# PROMPT
Please return every line of the records below that holds the word "transfer".

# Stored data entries
# # # # #

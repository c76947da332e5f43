//! DALI control gear register set.
//!
//! Holds the variables a control gear keeps for the bus:
//! - addressing: short address, random address, group membership
//! - light levels: actual, power-on, failure, min, max, 16 scenes
//! - fade time and fade rate (4 bits each)
//! - transfer registers DTR, DTR1, DTR2
//! - the power-failure flag
//!
//! The status byte is not stored; it is derived on demand.

use serde::{Serialize, Deserialize};

/// "No value" marker for levels, scenes and the short address.
pub const MASK: u8 = 0xFF;
/// Largest arc power level a gear may be set to.
pub const MAX_ARC_LEVEL: u8 = 254;
/// Largest value of the 4-bit fade time and fade rate registers.
pub const MAX_FADE: u8 = 15;

/// Status byte flags.
pub mod status {
    pub const GEAR_FAILURE: u8 = 0x01;
    pub const LAMP_FAILURE: u8 = 0x02;
    pub const LAMP_ON: u8 = 0x04;
    pub const LIMIT_ERROR: u8 = 0x08;
    pub const FADE_RUNNING: u8 = 0x10;
    pub const RESET_STATE: u8 = 0x20;
    pub const NO_ADDRESS: u8 = 0x40;
    pub const POWER_CYCLE: u8 = 0x80;
}

/// The register file of one control gear.
#[derive(Clone, Debug, PartialEq, Eq, Serialize, Deserialize)]
pub struct Registers {
    /// Short address (0-63), or [`MASK`] when unassigned.
    pub short_address: u8,
    /// 24-bit random address used during address assignment.
    pub random_address: u32,
    /// Group membership, bit n = group n.
    pub groups: u16,
    /// Scene levels, [`MASK`] when the gear is not part of the scene.
    pub scenes: [u8; 16],

    pub actual_level: u8,
    pub power_on_level: u8,
    pub system_failure_level: u8,
    pub min_level: u8,
    pub max_level: u8,

    pub fade_time: u8,
    pub fade_rate: u8,

    pub dtr: u8,
    pub dtr1: u8,
    pub dtr2: u8,

    /// Set at power-on, cleared by the first arc power command.
    pub power_failure: bool,
}

impl Registers {
    /// Power-on register contents: everything zero, power failure set.
    pub fn new() -> Self {
        Self {
            short_address: 0,
            random_address: 0,
            groups: 0,
            scenes: [0; 16],
            actual_level: 0,
            power_on_level: 0,
            system_failure_level: 0,
            min_level: 0,
            max_level: 0,
            fade_time: 0,
            fade_rate: 0,
            dtr: 0,
            dtr1: 0,
            dtr2: 0,
            power_failure: true,
        }
    }

    /// Apply the values a RESET command restores.
    ///
    /// The short address and random address survive a reset.
    pub fn reset_values(&mut self, physical_min_level: u8) {
        self.actual_level = MAX_ARC_LEVEL;
        self.power_on_level = MAX_ARC_LEVEL;
        self.system_failure_level = MAX_ARC_LEVEL;
        self.min_level = physical_min_level;
        self.max_level = MAX_ARC_LEVEL;
        self.fade_time = 0;
        self.fade_rate = 7;
        self.scenes = [MASK; 16];
        self.groups = 0;
    }

    /// Derive the status byte from the current register contents.
    pub fn status(&self) -> u8 {
        let mut value = 0;
        if self.actual_level > 0 {
            value |= status::LAMP_ON;
        }
        if self.short_address == MASK {
            value |= status::NO_ADDRESS;
        }
        if self.power_failure {
            value |= status::POWER_CYCLE;
        }
        value
    }

    /// Whether the gear belongs to `group` (0-15).
    #[inline]
    pub fn in_group(&self, group: u8) -> bool {
        self.groups & (1 << (group & 0x0F)) != 0
    }

    /// Group bits 0-7.
    #[inline]
    pub fn groups_low(&self) -> u8 {
        self.groups as u8
    }

    /// Group bits 8-15.
    #[inline]
    pub fn groups_high(&self) -> u8 {
        (self.groups >> 8) as u8
    }

    /// Clamp a level into the configured `[min, max]` window.
    pub fn clamp_level(&self, level: u8) -> u8 {
        level.max(self.min_level).min(self.max_level)
    }

    /// Store the transfer register as max level.
    ///
    /// 0xFF maps to 254; anything at or below the min level pins to it.
    pub fn store_dtr_as_max_level(&mut self) {
        self.max_level = if self.dtr == MASK {
            MAX_ARC_LEVEL
        } else if self.dtr > self.min_level {
            self.dtr
        } else {
            self.min_level
        };
    }

    /// Store the transfer register as min level, bounded by the physical
    /// minimum below and the max level above.
    pub fn store_dtr_as_min_level(&mut self, physical_min_level: u8) {
        self.min_level = if self.dtr < physical_min_level {
            physical_min_level
        } else if self.dtr > self.max_level {
            self.max_level
        } else {
            self.dtr
        };
    }

    pub fn store_dtr_as_fade_time(&mut self) {
        self.fade_time = self.dtr.min(MAX_FADE);
    }

    pub fn store_dtr_as_fade_rate(&mut self) {
        self.fade_rate = self.dtr.min(MAX_FADE);
    }

    /// Store the transfer register as short address.
    ///
    /// Returns false when DTR holds neither `0AAAAAA1` nor 0xFF.
    pub fn store_dtr_as_short_address(&mut self) -> bool {
        if self.dtr == MASK {
            self.short_address = MASK;
            true
        } else if self.dtr & 0x81 == 0x01 {
            self.short_address = self.dtr >> 1;
            true
        } else {
            false
        }
    }

    /// Fade time and rate packed as the query answers them.
    pub fn fade_time_rate(&self) -> u8 {
        (self.fade_time << 4) | (self.fade_rate & 0x0F)
    }
}

impl Default for Registers {
    fn default() -> Self {
        Self::new()
    }
}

# # # # #

# TASK OUTPUT
//! - transfer registers DTR, DTR1, DTR2
    /// Store the transfer register as max level.
    /// Store the transfer register as min level, bounded by the physical
    /// Store the transfer register as short address.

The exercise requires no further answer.